Die Erkundung der Höhlen der Insel kann für Familien ein unvergessliches Erlebnis sein, doch die Zugänglichkeit variiert stark. In der Nähe beliebter Orte wie Manacor, wo die bekannten Cuevas del Drach zahlreiche Besucher anziehen, sind die Wege im Inneren meist gut instand gehalten, allerdings ist das Gelände unter Tage nicht kinderwagengerecht. Führungen führen oft über Treppen und enge Passagen, weshalb Eltern kleine Kinder lieber in Trage- oder Rückentragen mitnehmen, wenn sie diese unterirdischen Wunder erkunden möchten.

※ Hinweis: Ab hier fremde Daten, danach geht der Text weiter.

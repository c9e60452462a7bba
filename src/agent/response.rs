//! Outbound v3 security: Report generation and response authentication /
//! encryption.

use bytes::Bytes;

use crate::error::{AuthErrorKind, CryptoErrorKind, Error, Result};
use crate::message::{MsgFlags, MsgGlobalData, ScopedPdu, SecurityLevel, V3Message};
use crate::oid::Oid;
use crate::pdu::{Pdu, PduType};
use crate::v3::auth::authenticate_message;
use crate::v3::usm::UsmSecurityParams;
use crate::v3::users::UsmUser;
use crate::value::Value;
use crate::varbind::VarBind;

use super::Agent;

impl Agent {
    /// Build a Report PDU signalling a v3 security failure.
    ///
    /// Per RFC 3412 Section 7.1 Step 3, a report may only go out when the
    /// incoming reportableFlag was set (the PDU itself could not be
    /// examined at this point). The report increments and carries the
    /// usmStats counter named by `report_oid`, travels unauthenticated at
    /// noAuthNoPriv, and has its own reportable flag clear.
    pub(super) fn send_v3_report(
        &self,
        incoming: &V3Message,
        incoming_usm: &UsmSecurityParams,
        report_oid: Oid,
    ) -> Option<Bytes> {
        let counter_value = self.inner.usm_stats.increment_for(&report_oid);

        if !incoming.global_data.msg_flags.reportable {
            tracing::debug!(target: "simple_snmpd::usm", "reportable flag clear, suppressing report");
            return None;
        }

        let report_pdu = Pdu {
            pdu_type: PduType::Report,
            request_id: incoming.global_data.msg_id,
            error_status: 0,
            error_index: 0,
            varbinds: vec![VarBind::new(report_oid, Value::Counter32(counter_value))],
        };

        let response_global = MsgGlobalData::new(
            incoming.global_data.msg_id,
            incoming.global_data.msg_max_size,
            MsgFlags::new(SecurityLevel::NoAuthNoPriv, false),
        );

        let response_usm = UsmSecurityParams::new(
            Bytes::copy_from_slice(self.inner.engine.engine_id()),
            self.inner.engine.boots(),
            self.inner.engine.time(),
            incoming_usm.username.clone(),
        );

        let response_scoped = ScopedPdu::new(
            Bytes::copy_from_slice(self.inner.engine.engine_id()),
            Bytes::new(),
            report_pdu,
        );

        let response = V3Message::new(response_global, response_usm.encode(), response_scoped);

        Some(response.encode())
    }

    /// Build the response message at the request's security level:
    /// encrypt the scoped PDU for authPriv, authenticate for authNoPriv
    /// and above.
    pub(super) fn build_v3_response(
        &self,
        incoming: &V3Message,
        incoming_usm: &UsmSecurityParams,
        user: &UsmUser,
        response_pdu: Pdu,
        context_engine_id: Bytes,
        context_name: Bytes,
    ) -> Result<Bytes> {
        let security_level = incoming.security_level();
        let engine_boots = self.inner.engine.boots();
        let engine_time = self.inner.engine.time();

        let response_global = MsgGlobalData::new(
            incoming.global_data.msg_id,
            incoming.global_data.msg_max_size,
            MsgFlags::new(security_level, false),
        );

        let response_scoped = ScopedPdu::new(context_engine_id, context_name, response_pdu);

        match security_level {
            SecurityLevel::NoAuthNoPriv => {
                let response_usm = UsmSecurityParams::new(
                    Bytes::copy_from_slice(self.inner.engine.engine_id()),
                    engine_boots,
                    engine_time,
                    incoming_usm.username.clone(),
                );
                let response =
                    V3Message::new(response_global, response_usm.encode(), response_scoped);
                Ok(response.encode())
            }
            SecurityLevel::AuthNoPriv => {
                let auth_key = user.auth_key().ok_or(Error::auth(AuthErrorKind::NoAuthKey))?;

                let response_usm = UsmSecurityParams::new(
                    Bytes::copy_from_slice(self.inner.engine.engine_id()),
                    engine_boots,
                    engine_time,
                    incoming_usm.username.clone(),
                )
                .with_auth_placeholder(auth_key.mac_len());

                let response =
                    V3Message::new(response_global, response_usm.encode(), response_scoped);

                let mut response_bytes = response.encode().to_vec();
                let (auth_offset, auth_len) =
                    UsmSecurityParams::find_auth_params_offset(&response_bytes)
                        .ok_or(Error::auth(AuthErrorKind::AuthParamsNotFound))?;

                authenticate_message(auth_key, &mut response_bytes, auth_offset, auth_len);

                Ok(Bytes::from(response_bytes))
            }
            SecurityLevel::AuthPriv => {
                let auth_key = user.auth_key().ok_or(Error::auth(AuthErrorKind::NoAuthKey))?;
                let priv_key = user
                    .priv_key()
                    .ok_or(Error::encrypt(CryptoErrorKind::NoPrivKey))?;

                let scoped_pdu_bytes = response_scoped.encode_to_bytes();
                let (encrypted, priv_params) = priv_key.encrypt(
                    &scoped_pdu_bytes,
                    engine_boots,
                    engine_time,
                    &self.inner.salt_counter,
                )?;

                let response_usm = UsmSecurityParams::new(
                    Bytes::copy_from_slice(self.inner.engine.engine_id()),
                    engine_boots,
                    engine_time,
                    incoming_usm.username.clone(),
                )
                .with_auth_placeholder(auth_key.mac_len())
                .with_priv_params(priv_params);

                let response =
                    V3Message::new_encrypted(response_global, response_usm.encode(), encrypted);

                let mut response_bytes = response.encode().to_vec();
                let (auth_offset, auth_len) =
                    UsmSecurityParams::find_auth_params_offset(&response_bytes)
                        .ok_or(Error::auth(AuthErrorKind::AuthParamsNotFound))?;

                authenticate_message(auth_key, &mut response_bytes, auth_offset, auth_len);

                Ok(Bytes::from(response_bytes))
            }
        }
    }
}
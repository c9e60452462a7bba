//! The SNMP agent: socket loop, per-version request paths, and the PDU
//! dispatcher.
//!
//! One reader loop blocks on the request socket (plus an optional trap
//! socket) and hands each datagram to a worker task. Admission is bounded
//! by a semaphore sized from `max_connections`; the tokio blocking pool
//! executes the synchronous request pipeline so a slow MIB getter cannot
//! stall the reader. Responses go back through the shared socket, which is
//! safe to use from any number of tasks.
//!
//! Processing per packet is stateless: decode, security, dispatch against
//! the MIB registry under its reader lock, encode. Only the SET apply
//! phase takes the registry writer lock.

mod request;
mod response;
mod set_handler;

use std::net::SocketAddr;
use std::sync::{Arc, RwLock, RwLockReadGuard, RwLockWriteGuard};
use std::time::{Duration, Instant};

use bytes::Bytes;
use tokio::net::UdpSocket;
use tokio::sync::Semaphore;
use tokio_util::sync::CancellationToken;

use crate::config::AgentConfig;
use crate::error::{Error, ErrorStatus, Result};
use crate::mib::standard::{
    self, InterfaceInfo, SnmpStats, SystemInfo, register_interfaces_group, register_snmp_group,
    register_system_group, register_usm_stats,
};
use crate::mib::{GetOutcome, MibRegistry};
use crate::message::SecurityLevel;
use crate::oid::Oid;
use crate::pdu::{Pdu, PduType};
use crate::security::{CommunityEntry, IpNet, SecurityFrontend};
use crate::util::bind_udp_socket;
use crate::v3::users::{UsmUser, UsmUserTable};
use crate::v3::{LocalEngine, SaltCounter, UsmStats};
use crate::vacm::{
    AccessEntryBuilder, Operation, SecurityModel, VacmConfig, View, ViewSubtree,
};
use crate::value::Value;
use crate::varbind::VarBind;
use crate::version::Version;

/// Maximum UDP payload (65535 - 20 IPv4 - 8 UDP).
pub(crate) const UDP_MAX_PAYLOAD: usize = 65507;

/// Conservative estimate of message framing around the varbind list
/// (version, community/USM header, PDU header).
pub(crate) const RESPONSE_OVERHEAD: usize = 100;

/// How often the rate-limit map is swept.
const SWEEP_INTERVAL: Duration = Duration::from_secs(60);

/// Rate-limit buckets idle longer than this are evicted.
const SWEEP_MAX_IDLE: Duration = Duration::from_secs(600);

/// Request context threaded through dispatch.
///
/// Carries the security identity resolved by the per-version front-ends
/// and the VACM views selected for it, so per-varbind checks need no
/// further table lookups.
#[derive(Clone)]
pub struct RequestContext {
    /// Source address of the request.
    pub source: SocketAddr,
    /// SNMP version.
    pub version: Version,
    /// Security model (V1, V2c, or Usm).
    pub security_model: SecurityModel,
    /// Community string or USM username.
    pub security_name: Bytes,
    /// Security level (NoAuthNoPriv for v1/v2c).
    pub security_level: SecurityLevel,
    /// Context name (v3 only, empty otherwise).
    pub context_name: Bytes,
    /// Request ID from the PDU.
    pub request_id: i32,
    /// PDU type being dispatched.
    pub pdu_type: PduType,
    /// Community grants write access (v1/v2c; true for v3).
    pub community_writable: bool,
    /// Response size budget for this request.
    pub max_response_size: usize,
    /// VACM tables in effect, when access control is enabled.
    vacm: Option<Arc<VacmConfig>>,
    /// Read view selected for this principal.
    read_view: Option<Bytes>,
    /// Write view selected for this principal.
    write_view: Option<Bytes>,
}

impl RequestContext {
    /// Per-varbind read permission.
    pub fn can_read(&self, oid: &Oid) -> bool {
        match &self.vacm {
            Some(vacm) => vacm.check_access(self.read_view.as_ref(), oid),
            None => true,
        }
    }

    /// Per-varbind write permission.
    pub fn can_write(&self, oid: &Oid) -> bool {
        match &self.vacm {
            Some(vacm) => vacm.check_access(self.write_view.as_ref(), oid),
            None => true,
        }
    }
}

/// A received trap or inform, as handed to the trap sink.
#[derive(Debug, Clone)]
pub struct TrapEvent {
    /// Sender address.
    pub source: SocketAddr,
    /// Message version.
    pub version: Version,
    /// Community (v1/v2c) or username (v3).
    pub security_name: Bytes,
    /// snmpTrapOID for v2 traps, the RFC 3584 translation for v1 traps.
    pub trap_oid: Option<Oid>,
    /// Varbind payload.
    pub varbinds: Vec<VarBind>,
}

/// Callback invoked for every received trap.
pub type TrapSink = Arc<dyn Fn(TrapEvent) + Send + Sync>;

/// Builder for [`Agent`].
pub struct AgentBuilder {
    config: AgentConfig,
    interfaces: Vec<InterfaceInfo>,
    trap_sink: Option<TrapSink>,
    cancel: Option<CancellationToken>,
    configure_mib: Option<Box<dyn FnOnce(&mut MibRegistry) + Send>>,
    bind_override: Option<SocketAddr>,
    trap_bind_override: Option<SocketAddr>,
}

impl AgentBuilder {
    /// Create a builder from a configuration record.
    pub fn new(config: AgentConfig) -> Self {
        Self {
            config,
            interfaces: vec![InterfaceInfo::loopback()],
            trap_sink: None,
            cancel: None,
            configure_mib: None,
            bind_override: None,
            trap_bind_override: None,
        }
    }

    /// Replace the interface table rows.
    pub fn interfaces(mut self, interfaces: Vec<InterfaceInfo>) -> Self {
        self.interfaces = interfaces;
        self
    }

    /// Install a callback for received traps and informs.
    pub fn trap_sink(mut self, sink: impl Fn(TrapEvent) + Send + Sync + 'static) -> Self {
        self.trap_sink = Some(Arc::new(sink));
        self
    }

    /// Use an external cancellation token for shutdown.
    pub fn cancel(mut self, token: CancellationToken) -> Self {
        self.cancel = Some(token);
        self
    }

    /// Register additional MIB objects after the standard groups.
    pub fn configure_mib(mut self, f: impl FnOnce(&mut MibRegistry) + Send + 'static) -> Self {
        self.configure_mib = Some(Box::new(f));
        self
    }

    /// Bind exactly this address instead of deriving one from the config.
    /// Port 0 picks an ephemeral port; used by tests.
    pub fn bind(mut self, addr: SocketAddr) -> Self {
        self.bind_override = Some(addr);
        self
    }

    /// Bind exactly this address for the trap listener.
    pub fn trap_bind(mut self, addr: SocketAddr) -> Self {
        self.trap_bind_override = Some(addr);
        self
    }

    /// Validate the configuration, bind sockets, build all tables.
    pub async fn build(self) -> Result<Agent> {
        let config = self.config;
        config.validate()?;

        let bind_addr = self.bind_override.unwrap_or_else(|| {
            let ip = config.bind_address.unwrap_or(if config.enable_ipv6 {
                std::net::IpAddr::V6(std::net::Ipv6Addr::UNSPECIFIED)
            } else {
                std::net::IpAddr::V4(std::net::Ipv4Addr::UNSPECIFIED)
            });
            SocketAddr::new(ip, config.port)
        });

        let socket =
            bind_udp_socket(bind_addr, Some(4 * 1024 * 1024)).map_err(|e| Error::io_at(bind_addr, e))?;
        let local_addr = socket.local_addr().map_err(|e| Error::io_at(bind_addr, e))?;

        let trap_socket = if config.enable_trap {
            let trap_addr = self
                .trap_bind_override
                .unwrap_or_else(|| SocketAddr::new(bind_addr.ip(), config.trap_port));
            let socket =
                bind_udp_socket(trap_addr, None).map_err(|e| Error::io_at(trap_addr, e))?;
            Some(Arc::new(socket))
        } else {
            None
        };

        let engine = match &config.engine_state_path {
            Some(path) => LocalEngine::open(path).map_err(Error::io)?,
            None => LocalEngine::ephemeral(),
        };

        let started = Instant::now();
        let stats = Arc::new(SnmpStats::new());
        let usm_stats = Arc::new(UsmStats::new());

        let users = build_user_table(&config, engine.engine_id())?;
        let frontend = build_frontend(&config)?;
        let vacm = build_vacm(&config)?;

        let mut registry = build_registry(
            &config,
            &self.interfaces,
            Arc::clone(&stats),
            Arc::clone(&usm_stats),
            started,
        );
        if let Some(configure) = self.configure_mib {
            configure(&mut registry);
        }

        let agent = Agent {
            inner: Arc::new(AgentInner {
                socket: Arc::new(socket),
                trap_socket,
                local_addr,
                registry: RwLock::new(registry),
                users: RwLock::new(users),
                frontend: RwLock::new(frontend),
                vacm: RwLock::new(vacm.map(Arc::new)),
                engine,
                salt_counter: SaltCounter::new(),
                stats,
                usm_stats,
                started,
                interfaces: self.interfaces,
                max_message_size: config.max_message_size,
                request_budget: Duration::from_secs(config.timeout_seconds.max(1) as u64),
                admission: Arc::new(Semaphore::new(config.max_connections.max(1) as usize)),
                trap_sink: self.trap_sink,
                cancel: self.cancel.unwrap_or_default(),
            }),
        };

        tracing::info!(
            target: "simple_snmpd::agent",
            local_addr = %local_addr,
            engine_boots = agent.inner.engine.boots(),
            trap_listener = agent.inner.trap_socket.is_some(),
            "agent ready"
        );

        Ok(agent)
    }
}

Andererseits liegen einige Höhlen an der Nordküste oder weiter im Serra de Tramuntana oft auf unebenen Pfaden, die bis zu ihren Eingängen führen; Kinderwagen sind hier eher ungeeignet. Das lokale TIB-Busnetz verbindet wichtige Sehenswürdigkeiten, doch für abgelegenere, wildere Höhlen ist meist ein privates Fahrzeug oder Taxi erforderlich. Eltern sollten sich vor Ausflügen bei Besucherzentren in Orten wie Porto Cristo oder Soller über aktuelle Zugänglichkeit und familienfreundliche Führungen informieren.

Für Familien mit Kleinkindern oder Babys ist es ratsam, die Länge und körperlichen Anforderungen der Höhlentouren gut zu bedenken. Kürzere Führungen in den Cuevas del Hams oder kleineren Grotten bei Alcudia sind oft leichter zu bewältigen. Das Mitbringen lokaler Spezialitäten wie ensaimada kann helfen, die Kleinen während Wartezeiten bei Laune zu halten. Insgesamt kann durch sorgfältige Planung sichergestellt werden, dass die geheimnisvollen Höhlen der Insel für alle Altersklassen ein faszinierendes Erlebnis darstellen und natürliche Schönheit mit praktischen Familienaspekten verbinden.